Search the material below for "generated" and copy every line where it occurs.

===

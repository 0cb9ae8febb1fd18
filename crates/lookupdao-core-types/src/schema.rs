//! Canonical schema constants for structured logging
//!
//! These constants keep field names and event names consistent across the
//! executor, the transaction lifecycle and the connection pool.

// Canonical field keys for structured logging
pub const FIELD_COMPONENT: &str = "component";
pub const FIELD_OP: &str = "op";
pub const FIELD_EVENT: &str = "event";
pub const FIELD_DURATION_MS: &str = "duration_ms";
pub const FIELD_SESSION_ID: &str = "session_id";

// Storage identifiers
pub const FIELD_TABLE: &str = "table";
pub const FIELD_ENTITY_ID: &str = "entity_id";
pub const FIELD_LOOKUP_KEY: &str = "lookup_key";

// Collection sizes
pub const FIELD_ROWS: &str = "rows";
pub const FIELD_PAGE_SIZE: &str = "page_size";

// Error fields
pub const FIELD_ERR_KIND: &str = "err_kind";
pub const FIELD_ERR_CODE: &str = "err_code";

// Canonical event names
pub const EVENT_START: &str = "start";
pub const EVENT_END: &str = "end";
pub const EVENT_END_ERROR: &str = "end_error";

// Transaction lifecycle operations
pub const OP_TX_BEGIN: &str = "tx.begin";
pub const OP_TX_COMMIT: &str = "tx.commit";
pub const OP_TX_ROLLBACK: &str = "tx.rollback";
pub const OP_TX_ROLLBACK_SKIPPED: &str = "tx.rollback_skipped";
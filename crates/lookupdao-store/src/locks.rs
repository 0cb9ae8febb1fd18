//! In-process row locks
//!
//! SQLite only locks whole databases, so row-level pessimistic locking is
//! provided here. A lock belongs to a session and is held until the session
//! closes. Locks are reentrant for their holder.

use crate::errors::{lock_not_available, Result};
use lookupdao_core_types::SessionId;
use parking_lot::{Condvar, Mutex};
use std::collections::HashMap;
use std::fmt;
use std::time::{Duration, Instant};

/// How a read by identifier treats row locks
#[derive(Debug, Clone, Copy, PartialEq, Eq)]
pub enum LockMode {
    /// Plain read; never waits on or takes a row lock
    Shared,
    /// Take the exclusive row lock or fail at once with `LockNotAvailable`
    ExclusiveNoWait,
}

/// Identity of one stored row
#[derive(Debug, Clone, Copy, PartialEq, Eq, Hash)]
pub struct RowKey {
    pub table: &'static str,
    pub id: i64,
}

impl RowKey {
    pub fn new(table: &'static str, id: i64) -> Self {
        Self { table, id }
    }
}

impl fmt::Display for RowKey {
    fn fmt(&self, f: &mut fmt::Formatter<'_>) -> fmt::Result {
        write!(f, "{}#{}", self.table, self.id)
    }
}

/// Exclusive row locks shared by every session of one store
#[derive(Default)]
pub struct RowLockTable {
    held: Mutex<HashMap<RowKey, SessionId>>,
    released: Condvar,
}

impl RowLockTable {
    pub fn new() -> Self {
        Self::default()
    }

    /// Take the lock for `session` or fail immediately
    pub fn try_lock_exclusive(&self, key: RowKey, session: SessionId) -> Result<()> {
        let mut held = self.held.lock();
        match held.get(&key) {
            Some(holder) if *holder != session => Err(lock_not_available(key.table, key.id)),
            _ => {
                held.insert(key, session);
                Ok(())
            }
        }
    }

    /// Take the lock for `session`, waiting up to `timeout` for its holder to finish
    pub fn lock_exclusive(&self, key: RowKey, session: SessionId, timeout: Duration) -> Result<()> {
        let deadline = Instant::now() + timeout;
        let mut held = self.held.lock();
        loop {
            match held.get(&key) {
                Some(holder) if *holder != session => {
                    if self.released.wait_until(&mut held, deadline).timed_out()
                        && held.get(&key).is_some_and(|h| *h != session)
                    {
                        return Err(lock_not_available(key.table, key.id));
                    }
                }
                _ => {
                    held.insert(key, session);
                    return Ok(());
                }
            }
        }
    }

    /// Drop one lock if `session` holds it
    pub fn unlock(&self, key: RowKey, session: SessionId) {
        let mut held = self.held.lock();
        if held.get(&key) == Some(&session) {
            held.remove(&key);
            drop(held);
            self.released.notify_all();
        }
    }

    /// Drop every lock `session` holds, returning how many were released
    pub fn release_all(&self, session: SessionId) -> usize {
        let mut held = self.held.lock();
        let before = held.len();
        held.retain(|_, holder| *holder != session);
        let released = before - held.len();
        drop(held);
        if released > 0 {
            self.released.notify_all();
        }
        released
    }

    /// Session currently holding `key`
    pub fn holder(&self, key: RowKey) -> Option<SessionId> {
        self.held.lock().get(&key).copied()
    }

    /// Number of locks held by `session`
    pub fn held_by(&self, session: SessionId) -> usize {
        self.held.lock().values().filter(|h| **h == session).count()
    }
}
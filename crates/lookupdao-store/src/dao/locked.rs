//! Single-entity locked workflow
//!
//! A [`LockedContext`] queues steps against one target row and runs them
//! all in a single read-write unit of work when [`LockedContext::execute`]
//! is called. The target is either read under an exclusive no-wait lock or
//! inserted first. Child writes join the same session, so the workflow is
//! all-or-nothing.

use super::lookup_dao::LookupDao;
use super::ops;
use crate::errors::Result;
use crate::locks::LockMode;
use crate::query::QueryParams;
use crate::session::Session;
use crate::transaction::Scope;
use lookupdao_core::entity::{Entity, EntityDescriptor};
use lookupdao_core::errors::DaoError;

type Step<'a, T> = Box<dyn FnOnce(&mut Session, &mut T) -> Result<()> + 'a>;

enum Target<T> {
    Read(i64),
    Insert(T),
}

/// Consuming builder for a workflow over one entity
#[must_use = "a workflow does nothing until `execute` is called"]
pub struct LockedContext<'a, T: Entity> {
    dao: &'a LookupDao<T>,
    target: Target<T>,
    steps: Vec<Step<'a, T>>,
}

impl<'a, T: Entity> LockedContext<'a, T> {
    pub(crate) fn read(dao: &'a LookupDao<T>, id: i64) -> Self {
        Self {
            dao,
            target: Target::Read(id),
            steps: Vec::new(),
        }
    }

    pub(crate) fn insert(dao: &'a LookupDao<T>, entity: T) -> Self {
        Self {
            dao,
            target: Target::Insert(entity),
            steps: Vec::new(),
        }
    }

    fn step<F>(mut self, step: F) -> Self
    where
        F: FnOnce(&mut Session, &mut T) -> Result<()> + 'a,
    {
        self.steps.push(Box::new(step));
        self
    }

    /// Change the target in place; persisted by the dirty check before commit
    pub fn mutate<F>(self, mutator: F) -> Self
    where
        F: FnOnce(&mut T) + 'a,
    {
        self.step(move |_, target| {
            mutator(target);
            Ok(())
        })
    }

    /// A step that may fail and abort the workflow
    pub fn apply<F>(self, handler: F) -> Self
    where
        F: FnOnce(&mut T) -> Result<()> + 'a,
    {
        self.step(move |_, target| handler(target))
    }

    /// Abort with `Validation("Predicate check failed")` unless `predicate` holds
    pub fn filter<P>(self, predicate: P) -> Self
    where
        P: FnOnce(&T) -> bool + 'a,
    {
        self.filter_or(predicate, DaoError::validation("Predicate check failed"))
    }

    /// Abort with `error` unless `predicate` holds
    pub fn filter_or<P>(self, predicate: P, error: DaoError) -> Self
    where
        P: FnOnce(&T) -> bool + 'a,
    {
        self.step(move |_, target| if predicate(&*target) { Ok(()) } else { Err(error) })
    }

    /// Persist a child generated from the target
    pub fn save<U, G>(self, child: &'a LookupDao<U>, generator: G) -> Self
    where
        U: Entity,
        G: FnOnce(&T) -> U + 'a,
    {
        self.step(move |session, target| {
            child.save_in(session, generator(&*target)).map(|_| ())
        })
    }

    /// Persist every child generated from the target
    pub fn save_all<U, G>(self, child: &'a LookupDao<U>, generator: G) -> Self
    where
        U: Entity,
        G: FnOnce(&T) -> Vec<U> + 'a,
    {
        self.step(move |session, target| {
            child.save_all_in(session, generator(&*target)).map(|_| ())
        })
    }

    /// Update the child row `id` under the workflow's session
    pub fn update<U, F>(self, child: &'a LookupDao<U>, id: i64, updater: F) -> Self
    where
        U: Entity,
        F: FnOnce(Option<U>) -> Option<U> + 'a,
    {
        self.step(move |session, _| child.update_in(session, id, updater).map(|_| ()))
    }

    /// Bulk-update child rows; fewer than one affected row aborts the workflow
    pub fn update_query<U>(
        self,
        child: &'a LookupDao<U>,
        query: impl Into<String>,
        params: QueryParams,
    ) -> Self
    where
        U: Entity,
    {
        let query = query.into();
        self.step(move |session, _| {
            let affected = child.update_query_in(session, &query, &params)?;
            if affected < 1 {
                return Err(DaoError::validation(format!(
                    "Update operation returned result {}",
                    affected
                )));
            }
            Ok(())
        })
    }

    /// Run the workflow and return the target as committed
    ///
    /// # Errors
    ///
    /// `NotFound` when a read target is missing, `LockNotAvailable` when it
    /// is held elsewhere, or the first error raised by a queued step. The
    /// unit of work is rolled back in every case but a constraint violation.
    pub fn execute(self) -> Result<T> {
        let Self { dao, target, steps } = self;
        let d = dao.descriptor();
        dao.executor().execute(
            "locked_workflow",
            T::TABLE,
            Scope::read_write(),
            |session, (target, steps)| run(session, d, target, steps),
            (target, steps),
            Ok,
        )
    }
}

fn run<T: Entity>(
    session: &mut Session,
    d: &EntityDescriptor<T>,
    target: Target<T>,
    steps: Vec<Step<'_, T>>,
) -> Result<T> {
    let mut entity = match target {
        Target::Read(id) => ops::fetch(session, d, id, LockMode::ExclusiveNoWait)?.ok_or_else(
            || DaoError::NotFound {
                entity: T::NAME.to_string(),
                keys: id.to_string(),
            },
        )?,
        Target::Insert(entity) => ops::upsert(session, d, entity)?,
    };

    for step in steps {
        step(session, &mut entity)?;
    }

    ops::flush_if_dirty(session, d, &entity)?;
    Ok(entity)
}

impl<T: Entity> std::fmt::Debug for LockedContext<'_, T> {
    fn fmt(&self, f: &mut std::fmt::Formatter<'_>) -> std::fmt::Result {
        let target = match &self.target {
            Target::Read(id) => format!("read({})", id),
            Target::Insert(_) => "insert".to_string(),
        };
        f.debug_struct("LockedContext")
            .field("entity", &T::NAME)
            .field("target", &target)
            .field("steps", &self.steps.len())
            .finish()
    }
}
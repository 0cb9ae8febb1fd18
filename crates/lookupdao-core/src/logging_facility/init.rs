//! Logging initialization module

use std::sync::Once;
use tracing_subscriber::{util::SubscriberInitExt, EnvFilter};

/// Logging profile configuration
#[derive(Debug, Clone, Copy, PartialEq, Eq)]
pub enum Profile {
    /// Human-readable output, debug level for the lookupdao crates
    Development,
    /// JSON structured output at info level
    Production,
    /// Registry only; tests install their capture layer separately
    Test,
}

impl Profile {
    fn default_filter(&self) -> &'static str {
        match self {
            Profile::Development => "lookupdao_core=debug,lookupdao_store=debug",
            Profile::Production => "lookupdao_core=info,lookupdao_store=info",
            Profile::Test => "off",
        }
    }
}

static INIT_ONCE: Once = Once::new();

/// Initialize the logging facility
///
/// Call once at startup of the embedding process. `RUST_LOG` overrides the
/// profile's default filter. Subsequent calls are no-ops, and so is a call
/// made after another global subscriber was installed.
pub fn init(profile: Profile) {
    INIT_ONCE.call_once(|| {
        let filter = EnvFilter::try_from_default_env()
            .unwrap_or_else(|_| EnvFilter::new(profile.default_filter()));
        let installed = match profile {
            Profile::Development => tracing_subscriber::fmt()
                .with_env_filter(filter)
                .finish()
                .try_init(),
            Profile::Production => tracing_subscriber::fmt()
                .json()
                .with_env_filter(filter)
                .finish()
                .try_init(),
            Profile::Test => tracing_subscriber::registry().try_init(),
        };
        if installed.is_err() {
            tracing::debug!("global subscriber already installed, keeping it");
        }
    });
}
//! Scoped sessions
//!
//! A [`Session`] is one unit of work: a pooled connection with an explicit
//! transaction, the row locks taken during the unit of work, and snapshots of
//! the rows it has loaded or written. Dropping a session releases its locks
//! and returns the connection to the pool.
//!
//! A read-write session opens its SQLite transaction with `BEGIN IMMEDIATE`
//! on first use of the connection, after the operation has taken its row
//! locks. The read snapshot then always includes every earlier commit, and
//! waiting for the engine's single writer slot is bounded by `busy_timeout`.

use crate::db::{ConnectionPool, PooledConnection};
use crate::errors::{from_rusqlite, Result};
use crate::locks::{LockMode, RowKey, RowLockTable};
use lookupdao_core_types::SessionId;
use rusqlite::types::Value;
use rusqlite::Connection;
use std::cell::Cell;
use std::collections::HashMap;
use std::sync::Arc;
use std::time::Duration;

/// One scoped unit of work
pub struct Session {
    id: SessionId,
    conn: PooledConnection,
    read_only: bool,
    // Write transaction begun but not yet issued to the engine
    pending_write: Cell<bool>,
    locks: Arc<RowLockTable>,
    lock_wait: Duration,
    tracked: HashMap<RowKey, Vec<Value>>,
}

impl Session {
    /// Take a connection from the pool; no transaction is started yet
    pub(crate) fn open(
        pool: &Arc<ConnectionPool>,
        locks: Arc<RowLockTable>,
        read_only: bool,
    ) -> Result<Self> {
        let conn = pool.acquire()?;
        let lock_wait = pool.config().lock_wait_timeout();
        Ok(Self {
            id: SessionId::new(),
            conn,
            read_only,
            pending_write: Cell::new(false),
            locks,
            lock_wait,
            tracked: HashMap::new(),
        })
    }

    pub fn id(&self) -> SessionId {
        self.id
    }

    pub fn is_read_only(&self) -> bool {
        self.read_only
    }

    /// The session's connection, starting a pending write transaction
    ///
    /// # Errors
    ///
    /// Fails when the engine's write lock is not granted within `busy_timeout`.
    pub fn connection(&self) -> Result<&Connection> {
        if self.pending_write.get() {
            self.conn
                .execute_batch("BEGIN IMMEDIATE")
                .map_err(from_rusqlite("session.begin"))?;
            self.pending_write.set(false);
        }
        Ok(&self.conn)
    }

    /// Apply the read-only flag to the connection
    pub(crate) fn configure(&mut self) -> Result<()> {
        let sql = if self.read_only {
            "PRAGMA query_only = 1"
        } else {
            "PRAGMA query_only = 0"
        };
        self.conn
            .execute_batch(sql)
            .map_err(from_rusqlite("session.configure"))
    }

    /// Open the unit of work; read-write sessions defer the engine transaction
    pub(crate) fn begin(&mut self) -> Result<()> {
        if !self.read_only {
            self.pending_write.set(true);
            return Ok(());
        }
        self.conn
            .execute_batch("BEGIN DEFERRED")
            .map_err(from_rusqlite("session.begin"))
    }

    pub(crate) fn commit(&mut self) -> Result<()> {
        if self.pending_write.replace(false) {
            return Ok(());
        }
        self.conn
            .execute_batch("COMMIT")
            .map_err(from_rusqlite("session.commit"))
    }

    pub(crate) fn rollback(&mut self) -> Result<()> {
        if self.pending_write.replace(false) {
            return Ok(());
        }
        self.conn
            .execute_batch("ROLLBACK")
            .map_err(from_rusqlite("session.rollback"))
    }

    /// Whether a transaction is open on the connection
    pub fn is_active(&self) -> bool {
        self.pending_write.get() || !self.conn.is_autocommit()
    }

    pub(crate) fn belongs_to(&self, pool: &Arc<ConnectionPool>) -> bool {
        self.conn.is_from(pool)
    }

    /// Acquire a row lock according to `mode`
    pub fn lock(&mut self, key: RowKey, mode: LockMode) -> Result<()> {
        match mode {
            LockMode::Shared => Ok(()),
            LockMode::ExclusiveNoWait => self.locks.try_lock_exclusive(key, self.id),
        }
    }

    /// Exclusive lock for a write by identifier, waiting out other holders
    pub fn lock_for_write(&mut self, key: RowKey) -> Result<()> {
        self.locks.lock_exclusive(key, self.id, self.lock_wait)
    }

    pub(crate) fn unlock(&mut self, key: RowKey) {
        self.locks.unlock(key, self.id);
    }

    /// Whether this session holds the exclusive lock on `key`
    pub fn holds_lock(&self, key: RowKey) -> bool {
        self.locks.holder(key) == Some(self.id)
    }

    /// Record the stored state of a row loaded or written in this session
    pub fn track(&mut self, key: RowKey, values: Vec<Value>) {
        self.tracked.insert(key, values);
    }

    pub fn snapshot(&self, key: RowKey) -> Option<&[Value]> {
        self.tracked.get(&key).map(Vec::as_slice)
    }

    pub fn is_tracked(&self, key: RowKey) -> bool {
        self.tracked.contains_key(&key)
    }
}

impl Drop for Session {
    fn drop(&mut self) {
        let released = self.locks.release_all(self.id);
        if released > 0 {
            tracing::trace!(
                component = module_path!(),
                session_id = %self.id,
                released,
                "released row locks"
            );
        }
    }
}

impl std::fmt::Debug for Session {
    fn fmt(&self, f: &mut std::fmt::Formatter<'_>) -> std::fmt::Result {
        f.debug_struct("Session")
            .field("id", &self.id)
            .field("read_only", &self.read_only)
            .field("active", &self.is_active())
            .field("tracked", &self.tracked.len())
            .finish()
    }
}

===

Solution to the problem
    /// Persist a child generated from the target
    /// Persist every child generated from the target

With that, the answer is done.